[Exercise brief]:
Working from the records below, repeat exactly the lines starting at the line that contains "by knowledge search" and ending at the line that contains "pub fn assemble(input: &PromptInput<'_>)", inclusive.

[Input data]:
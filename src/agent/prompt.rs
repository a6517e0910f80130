//! System instruction assembly.
//!
//! [`assemble`] is a pure function of its input: the same [`PromptInput`]
//! always yields the same bytes, so prompts can be tested without a network.

use serde_json::Value;

use crate::tools::ToolDefinition;

use super::llm::ToolMode;
use super::text_protocol::SENTINEL;
use super::tokens::truncate_chars;

/// A raw note passed in full instead of retrieved snippets.
#[derive(Debug, Clone, PartialEq)]
pub struct SourceDocument {
    pub title: String,
    pub content: String,
}

impl SourceDocument {
    pub fn new(title: impl Into<String>, content: impl Into<String>) -> Self {
        Self {
            title: title.into(),
            content: content.into(),
        }
    }
}

/// Context injected after the instructions.
#[derive(Debug, Clone, Default, PartialEq)]
pub enum ContextSource {
    #[default]
    None,
    /// A block already produced by knowledge search
    Retrieved(String),
    /// Raw documents, cut to the vendor's character budget
    Documents(Vec<SourceDocument>),
}

/// Everything the system instruction depends on.
#[derive(Debug, Clone)]
pub struct PromptInput<'a> {
    pub base_instruction: &'a str,
    pub tools: &'a [ToolDefinition],
    pub tool_mode: ToolMode,
    /// `None` answers in the language of the question
    pub language: Option<&'a str>,
    pub file_list: &'a [String],
    pub context: &'a ContextSource,
    /// Character budget for [`ContextSource::Documents`]
    pub context_chars: usize,
}

/// Compose the system instruction.
pub fn assemble(input: &PromptInput<'_>) -> String {
    let mut sections: Vec<String> = Vec::with_capacity(5);
    sections.push(input.base_instruction.trim().to_string());

    if !input.tools.is_empty() {
        sections.push(match input.tool_mode {
            ToolMode::Native => native_guidance(input.tools),
            ToolMode::InText => in_text_guidance(input.tools),
        });
    }

    sections.push(language_directive(input.language));

    if !input.file_list.is_empty() {
        let files: Vec<String> = input.file_list.iter().map(|f| format!("- {}", f)).collect();
        sections.push(format!("## Available notes\n\n{}", files.join("\n")));
    }

    match input.context {
        ContextSource::None => {}
        ContextSource::Retrieved(block) if block.trim().is_empty() => {}
        ContextSource::Retrieved(block) => {
            sections.push(format!("## Relevant context\n\n{}", block.trim()));
        }
        ContextSource::Documents(docs) => {
            if let Some(block) = documents_block(docs, input.context_chars) {
                sections.push(block);
            }
        }
    }

    sections.join("\n\n")
}

fn native_guidance(tools: &[ToolDefinition]) -> String {
    let names: Vec<&str> = tools.iter().map(|t| t.name.as_str()).collect();
    format!(
        "## Tools\n\nYou can call these tools: {}. Call a tool whenever the answer depends on \
         the user's notes instead of guessing. Call tools one at a time and wait for each \
         result before deciding the next step.",
        names.join(", ")
    )
}

fn in_text_guidance(tools: &[ToolDefinition]) -> String {
    let mut out = String::from(
        "## Tools\n\nTo call a tool, write a block in exactly this form and then stop:\n\n\
         <tool_call>{\"name\": \"tool_name\", \"arguments\": {\"arg\": \"value\"}}</tool_call>\n\n\
         The result will be sent back to you. Available tools:\n",
    );
    for tool in tools {
        out.push_str(&format!("\n- {}: {}", tool.name, tool.description));
        if let Some(params) = describe_parameters(&tool.parameters) {
            out.push_str(&format!("\n  arguments: {}", params));
        }
    }
    out.push_str(&format!(
        "\n\nWhen you have the final answer, write it without any tool_call block and end it \
         with {}.",
        SENTINEL
    ));
    out
}

/// `limit (integer), path (string, required)` from a JSON schema.
fn describe_parameters(schema: &Value) -> Option<String> {
    let props = schema.get("properties")?.as_object()?;
    if props.is_empty() {
        return None;
    }
    let required: Vec<&str> = schema
        .get("required")
        .and_then(Value::as_array)
        .map(|r| r.iter().filter_map(Value::as_str).collect())
        .unwrap_or_default();
    // serde_json maps iterate in key order, so this is stable.
    let parts: Vec<String> = props
        .iter()
        .map(|(name, schema)| {
            let ty = schema.get("type").and_then(Value::as_str).unwrap_or("any");
            if required.contains(&name.as_str()) {
                format!("{} ({}, required)", name, ty)
            } else {
                format!("{} ({})", name, ty)
            }
        })
        .collect();
    Some(parts.join(", "))
}

fn language_directive(language: Option<&str>) -> String {
    match language.map(str::trim).filter(|l| !l.is_empty()) {
        Some(lang) => format!("Always answer in {}.", lang),
        None => "Answer in the same language as the user's question.".to_string(),
    }
}

/// Documents in order until the budget runs out; the last one may be cut.
fn documents_block(docs: &[SourceDocument], budget: usize) -> Option<String> {
    let mut remaining = budget;
    let mut parts = Vec::new();
    let mut omitted = 0;

    for doc in docs {
        if remaining == 0 {
            omitted += 1;
            continue;
        }
        let kept = truncate_chars(&doc.content, remaining);
        remaining -= kept.chars().count();
        let mut part = format!("### {}\n\n{}", doc.title, kept);
        if kept.len() < doc.content.len() {
            part.push_str("\n[... truncated]");
        }
        parts.push(part);
    }

    if parts.is_empty() {
        return None;
    }
    let mut block = format!("## Source notes\n\n{}", parts.join("\n\n"));
    if omitted > 0 {
        block.push_str(&format!("\n\n({} more notes omitted)", omitted));
    }
    Some(block)
}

[Answer section]:
    /// A block already produced by knowledge search
    Retrieved(String),
    /// Raw documents, cut to the vendor's character budget
    Documents(Vec<SourceDocument>),
}

/// Everything the system instruction depends on.
#[derive(Debug, Clone)]
pub struct PromptInput<'a> {
    pub base_instruction: &'a str,
    pub tools: &'a [ToolDefinition],
    pub tool_mode: ToolMode,
    /// `None` answers in the language of the question
    pub language: Option<&'a str>,
    pub file_list: &'a [String],
    pub context: &'a ContextSource,
    /// Character budget for [`ContextSource::Documents`]
    pub context_chars: usize,
}

/// Compose the system instruction.
pub fn assemble(input: &PromptInput<'_>) -> String {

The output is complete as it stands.